• **Material provided**:

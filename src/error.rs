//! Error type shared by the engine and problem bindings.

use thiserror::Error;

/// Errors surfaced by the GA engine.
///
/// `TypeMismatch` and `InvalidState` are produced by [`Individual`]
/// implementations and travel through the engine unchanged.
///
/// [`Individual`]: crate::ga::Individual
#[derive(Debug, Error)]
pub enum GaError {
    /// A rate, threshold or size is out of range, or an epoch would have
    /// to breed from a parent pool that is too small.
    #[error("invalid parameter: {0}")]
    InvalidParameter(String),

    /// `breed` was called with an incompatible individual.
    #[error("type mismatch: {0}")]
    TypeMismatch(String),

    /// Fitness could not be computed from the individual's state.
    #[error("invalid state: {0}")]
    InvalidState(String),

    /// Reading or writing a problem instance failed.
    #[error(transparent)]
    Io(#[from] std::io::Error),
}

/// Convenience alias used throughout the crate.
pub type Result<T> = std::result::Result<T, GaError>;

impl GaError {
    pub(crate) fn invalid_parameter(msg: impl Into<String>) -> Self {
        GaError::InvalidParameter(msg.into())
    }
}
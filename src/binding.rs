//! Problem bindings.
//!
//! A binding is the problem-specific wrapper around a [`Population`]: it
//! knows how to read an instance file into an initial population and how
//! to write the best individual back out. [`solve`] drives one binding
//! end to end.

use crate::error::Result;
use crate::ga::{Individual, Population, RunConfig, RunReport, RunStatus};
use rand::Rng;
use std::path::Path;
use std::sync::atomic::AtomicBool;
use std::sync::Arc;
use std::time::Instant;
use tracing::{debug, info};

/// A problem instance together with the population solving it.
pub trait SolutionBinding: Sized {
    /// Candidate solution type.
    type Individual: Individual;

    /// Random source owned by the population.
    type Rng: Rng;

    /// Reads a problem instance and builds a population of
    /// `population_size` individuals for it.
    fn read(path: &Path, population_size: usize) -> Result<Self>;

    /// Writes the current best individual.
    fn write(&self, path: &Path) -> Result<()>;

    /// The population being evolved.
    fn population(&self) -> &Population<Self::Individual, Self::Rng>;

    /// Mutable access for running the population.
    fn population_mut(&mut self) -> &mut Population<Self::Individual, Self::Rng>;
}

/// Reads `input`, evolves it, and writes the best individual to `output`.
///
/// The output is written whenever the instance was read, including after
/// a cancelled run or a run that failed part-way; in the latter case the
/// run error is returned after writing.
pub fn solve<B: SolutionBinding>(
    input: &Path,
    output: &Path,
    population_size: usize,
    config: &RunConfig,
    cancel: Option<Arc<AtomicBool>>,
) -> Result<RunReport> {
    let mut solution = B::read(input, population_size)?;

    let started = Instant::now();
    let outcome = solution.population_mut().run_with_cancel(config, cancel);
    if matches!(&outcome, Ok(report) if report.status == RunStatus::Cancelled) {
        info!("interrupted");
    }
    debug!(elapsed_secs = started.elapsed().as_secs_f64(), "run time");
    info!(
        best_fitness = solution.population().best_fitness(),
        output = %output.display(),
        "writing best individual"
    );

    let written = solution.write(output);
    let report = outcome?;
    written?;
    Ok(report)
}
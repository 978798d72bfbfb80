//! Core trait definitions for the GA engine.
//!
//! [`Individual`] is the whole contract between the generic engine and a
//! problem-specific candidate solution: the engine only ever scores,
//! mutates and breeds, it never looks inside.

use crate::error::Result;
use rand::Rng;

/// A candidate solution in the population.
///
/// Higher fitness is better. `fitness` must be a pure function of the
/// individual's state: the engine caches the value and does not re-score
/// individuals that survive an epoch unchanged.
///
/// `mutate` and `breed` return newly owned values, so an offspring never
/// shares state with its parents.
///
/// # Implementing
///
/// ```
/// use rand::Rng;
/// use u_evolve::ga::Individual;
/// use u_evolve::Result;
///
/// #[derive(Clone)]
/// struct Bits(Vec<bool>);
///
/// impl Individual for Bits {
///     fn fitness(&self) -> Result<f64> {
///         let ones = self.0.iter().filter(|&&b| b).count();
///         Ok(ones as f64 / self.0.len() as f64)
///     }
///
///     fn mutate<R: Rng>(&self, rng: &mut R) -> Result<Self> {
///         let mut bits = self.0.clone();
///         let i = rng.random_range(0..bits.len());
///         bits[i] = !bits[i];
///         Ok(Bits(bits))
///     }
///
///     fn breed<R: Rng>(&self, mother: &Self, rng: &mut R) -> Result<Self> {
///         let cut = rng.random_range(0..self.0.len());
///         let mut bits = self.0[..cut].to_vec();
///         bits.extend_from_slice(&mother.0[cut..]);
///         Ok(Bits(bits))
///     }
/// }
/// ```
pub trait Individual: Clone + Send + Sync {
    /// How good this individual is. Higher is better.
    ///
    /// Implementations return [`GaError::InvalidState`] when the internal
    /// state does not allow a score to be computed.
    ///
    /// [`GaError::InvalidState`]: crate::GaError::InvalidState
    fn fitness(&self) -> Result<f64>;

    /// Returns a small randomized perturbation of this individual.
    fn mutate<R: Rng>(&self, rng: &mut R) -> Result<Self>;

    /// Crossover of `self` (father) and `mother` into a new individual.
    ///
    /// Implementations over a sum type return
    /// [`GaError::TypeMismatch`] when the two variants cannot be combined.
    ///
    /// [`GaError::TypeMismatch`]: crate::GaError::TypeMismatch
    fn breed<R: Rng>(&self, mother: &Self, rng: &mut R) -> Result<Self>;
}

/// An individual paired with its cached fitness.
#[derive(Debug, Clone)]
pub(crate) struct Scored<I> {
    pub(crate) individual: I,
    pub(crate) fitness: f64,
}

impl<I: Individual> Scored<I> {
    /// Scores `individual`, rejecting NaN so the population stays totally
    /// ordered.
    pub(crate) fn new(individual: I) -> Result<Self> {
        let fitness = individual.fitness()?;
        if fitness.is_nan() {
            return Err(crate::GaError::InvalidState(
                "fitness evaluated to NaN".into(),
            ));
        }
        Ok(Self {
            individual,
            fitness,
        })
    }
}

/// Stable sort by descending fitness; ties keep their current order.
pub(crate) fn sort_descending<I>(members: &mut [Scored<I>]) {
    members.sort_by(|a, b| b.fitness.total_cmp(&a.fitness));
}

• **Task prompt**:
Set down, from the entries above, exactly the lines from the one with "use thiserror::Error;" up to and including the one with "#[derive(Debug, Error)]", and no other lines.

• **Answer to the problem**:
use thiserror::Error;

/// Errors surfaced by the GA engine.
///
/// `TypeMismatch` and `InvalidState` are produced by [`Individual`]
/// implementations and travel through the engine unchanged.
///
/// [`Individual`]: crate::ga::Individual
#[derive(Debug, Error)]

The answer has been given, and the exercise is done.